§ DATA RECORDS:
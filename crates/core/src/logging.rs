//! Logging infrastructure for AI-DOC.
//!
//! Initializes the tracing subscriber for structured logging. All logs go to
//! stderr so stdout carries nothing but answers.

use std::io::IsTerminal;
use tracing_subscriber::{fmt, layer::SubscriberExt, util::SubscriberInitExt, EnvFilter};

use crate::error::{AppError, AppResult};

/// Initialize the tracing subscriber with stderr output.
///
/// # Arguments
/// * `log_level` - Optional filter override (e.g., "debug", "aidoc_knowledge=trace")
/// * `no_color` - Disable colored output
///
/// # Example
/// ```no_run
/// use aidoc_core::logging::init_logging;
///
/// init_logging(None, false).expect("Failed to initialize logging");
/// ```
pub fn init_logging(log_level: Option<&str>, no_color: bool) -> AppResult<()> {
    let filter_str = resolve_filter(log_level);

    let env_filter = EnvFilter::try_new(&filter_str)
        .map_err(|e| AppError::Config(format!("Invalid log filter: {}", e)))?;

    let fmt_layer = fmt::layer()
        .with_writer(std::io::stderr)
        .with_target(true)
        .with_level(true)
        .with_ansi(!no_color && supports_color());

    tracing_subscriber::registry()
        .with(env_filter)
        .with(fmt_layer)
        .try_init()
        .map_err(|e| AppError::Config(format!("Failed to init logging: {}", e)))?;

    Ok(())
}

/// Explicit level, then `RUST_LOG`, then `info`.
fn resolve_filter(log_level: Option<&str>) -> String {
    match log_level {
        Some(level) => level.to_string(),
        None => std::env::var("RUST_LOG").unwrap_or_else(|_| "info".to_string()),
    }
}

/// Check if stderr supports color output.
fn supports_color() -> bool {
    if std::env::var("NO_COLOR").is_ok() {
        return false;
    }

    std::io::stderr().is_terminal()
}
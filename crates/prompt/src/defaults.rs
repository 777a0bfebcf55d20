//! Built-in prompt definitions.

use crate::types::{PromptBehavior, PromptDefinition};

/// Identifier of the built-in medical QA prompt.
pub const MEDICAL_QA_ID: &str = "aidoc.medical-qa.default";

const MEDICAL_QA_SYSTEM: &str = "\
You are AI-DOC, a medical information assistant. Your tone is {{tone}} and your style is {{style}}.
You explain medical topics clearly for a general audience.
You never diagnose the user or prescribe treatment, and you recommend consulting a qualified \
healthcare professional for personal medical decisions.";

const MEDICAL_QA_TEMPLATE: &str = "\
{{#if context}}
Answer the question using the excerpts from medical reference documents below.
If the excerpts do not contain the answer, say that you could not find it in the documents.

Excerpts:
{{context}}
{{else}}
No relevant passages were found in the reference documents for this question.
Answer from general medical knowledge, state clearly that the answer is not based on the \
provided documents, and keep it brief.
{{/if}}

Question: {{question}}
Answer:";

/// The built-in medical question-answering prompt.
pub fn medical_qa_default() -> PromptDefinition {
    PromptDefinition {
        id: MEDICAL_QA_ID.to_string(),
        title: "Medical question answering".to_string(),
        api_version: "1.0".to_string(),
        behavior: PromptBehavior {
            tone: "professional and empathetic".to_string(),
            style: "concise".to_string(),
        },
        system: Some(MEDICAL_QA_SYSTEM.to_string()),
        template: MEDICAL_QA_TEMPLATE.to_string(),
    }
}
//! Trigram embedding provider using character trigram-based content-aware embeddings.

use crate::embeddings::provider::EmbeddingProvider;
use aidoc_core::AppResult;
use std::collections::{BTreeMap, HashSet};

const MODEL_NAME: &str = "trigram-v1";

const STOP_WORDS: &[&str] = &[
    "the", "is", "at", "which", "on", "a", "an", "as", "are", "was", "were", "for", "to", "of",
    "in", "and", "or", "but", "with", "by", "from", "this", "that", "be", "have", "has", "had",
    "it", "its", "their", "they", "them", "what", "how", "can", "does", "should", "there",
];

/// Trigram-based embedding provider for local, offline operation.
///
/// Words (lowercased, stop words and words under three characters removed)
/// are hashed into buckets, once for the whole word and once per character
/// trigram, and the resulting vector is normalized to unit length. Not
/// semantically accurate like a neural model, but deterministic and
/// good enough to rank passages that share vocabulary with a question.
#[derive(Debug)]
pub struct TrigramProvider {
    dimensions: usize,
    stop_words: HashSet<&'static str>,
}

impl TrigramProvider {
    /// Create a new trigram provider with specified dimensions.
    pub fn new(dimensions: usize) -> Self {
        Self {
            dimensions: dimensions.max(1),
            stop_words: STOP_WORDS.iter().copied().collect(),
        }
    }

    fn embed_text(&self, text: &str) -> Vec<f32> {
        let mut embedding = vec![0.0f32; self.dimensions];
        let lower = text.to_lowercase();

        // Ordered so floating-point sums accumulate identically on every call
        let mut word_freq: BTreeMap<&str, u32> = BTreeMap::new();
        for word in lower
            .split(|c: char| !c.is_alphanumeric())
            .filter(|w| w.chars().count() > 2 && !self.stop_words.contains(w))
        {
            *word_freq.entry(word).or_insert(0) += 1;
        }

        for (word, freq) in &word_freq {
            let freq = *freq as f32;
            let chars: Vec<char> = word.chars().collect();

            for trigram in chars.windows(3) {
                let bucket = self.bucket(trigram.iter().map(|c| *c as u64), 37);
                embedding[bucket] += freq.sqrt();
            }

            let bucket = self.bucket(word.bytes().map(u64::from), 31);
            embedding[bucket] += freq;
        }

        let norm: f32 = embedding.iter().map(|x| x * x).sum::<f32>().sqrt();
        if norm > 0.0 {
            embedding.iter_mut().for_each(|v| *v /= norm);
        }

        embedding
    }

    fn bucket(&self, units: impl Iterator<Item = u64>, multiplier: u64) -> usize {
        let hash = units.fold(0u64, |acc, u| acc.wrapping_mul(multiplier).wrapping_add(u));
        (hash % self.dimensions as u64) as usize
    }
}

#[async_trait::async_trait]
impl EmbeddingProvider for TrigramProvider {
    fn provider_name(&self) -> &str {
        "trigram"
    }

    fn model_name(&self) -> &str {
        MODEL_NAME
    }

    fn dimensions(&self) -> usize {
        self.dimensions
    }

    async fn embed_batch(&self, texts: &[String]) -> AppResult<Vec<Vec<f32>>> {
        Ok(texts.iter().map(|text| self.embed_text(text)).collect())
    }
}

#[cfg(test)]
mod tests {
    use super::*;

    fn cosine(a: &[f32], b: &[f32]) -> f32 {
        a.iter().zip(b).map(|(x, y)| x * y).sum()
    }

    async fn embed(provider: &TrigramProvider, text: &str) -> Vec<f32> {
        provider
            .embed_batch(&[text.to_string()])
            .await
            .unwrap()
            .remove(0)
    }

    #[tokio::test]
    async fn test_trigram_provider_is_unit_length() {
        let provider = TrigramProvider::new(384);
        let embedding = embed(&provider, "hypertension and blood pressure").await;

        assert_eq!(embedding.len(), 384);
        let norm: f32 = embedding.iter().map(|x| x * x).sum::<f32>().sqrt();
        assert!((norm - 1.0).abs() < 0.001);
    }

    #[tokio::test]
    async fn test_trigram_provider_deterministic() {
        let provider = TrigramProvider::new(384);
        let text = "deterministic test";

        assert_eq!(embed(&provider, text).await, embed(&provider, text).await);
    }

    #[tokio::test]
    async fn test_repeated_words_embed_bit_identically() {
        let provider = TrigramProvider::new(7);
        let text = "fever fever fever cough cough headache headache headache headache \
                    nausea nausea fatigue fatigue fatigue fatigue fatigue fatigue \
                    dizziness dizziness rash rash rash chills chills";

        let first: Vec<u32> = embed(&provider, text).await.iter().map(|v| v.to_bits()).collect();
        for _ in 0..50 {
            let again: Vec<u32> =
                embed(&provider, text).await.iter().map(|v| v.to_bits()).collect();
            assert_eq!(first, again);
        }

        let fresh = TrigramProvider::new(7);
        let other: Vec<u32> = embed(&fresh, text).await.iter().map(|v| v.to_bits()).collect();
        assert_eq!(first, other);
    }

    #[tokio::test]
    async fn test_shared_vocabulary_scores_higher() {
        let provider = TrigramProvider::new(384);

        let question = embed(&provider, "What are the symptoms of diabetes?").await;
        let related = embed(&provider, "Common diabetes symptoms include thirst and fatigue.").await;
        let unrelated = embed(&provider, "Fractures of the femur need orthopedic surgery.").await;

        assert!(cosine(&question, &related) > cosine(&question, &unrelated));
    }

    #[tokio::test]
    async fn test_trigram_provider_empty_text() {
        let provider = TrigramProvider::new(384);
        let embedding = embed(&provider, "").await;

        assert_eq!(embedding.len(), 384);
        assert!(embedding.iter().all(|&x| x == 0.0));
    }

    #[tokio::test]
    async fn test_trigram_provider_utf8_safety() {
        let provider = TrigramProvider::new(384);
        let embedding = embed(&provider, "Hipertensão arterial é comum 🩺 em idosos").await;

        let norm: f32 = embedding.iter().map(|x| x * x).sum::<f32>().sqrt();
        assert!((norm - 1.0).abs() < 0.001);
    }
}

§ REQUIRED ACTION: Where a line of the data above includes the string "again", pull it out.

§ RESPONSE TO THE TASK:
            let again: Vec<u32> =
            assert_eq!(first, again);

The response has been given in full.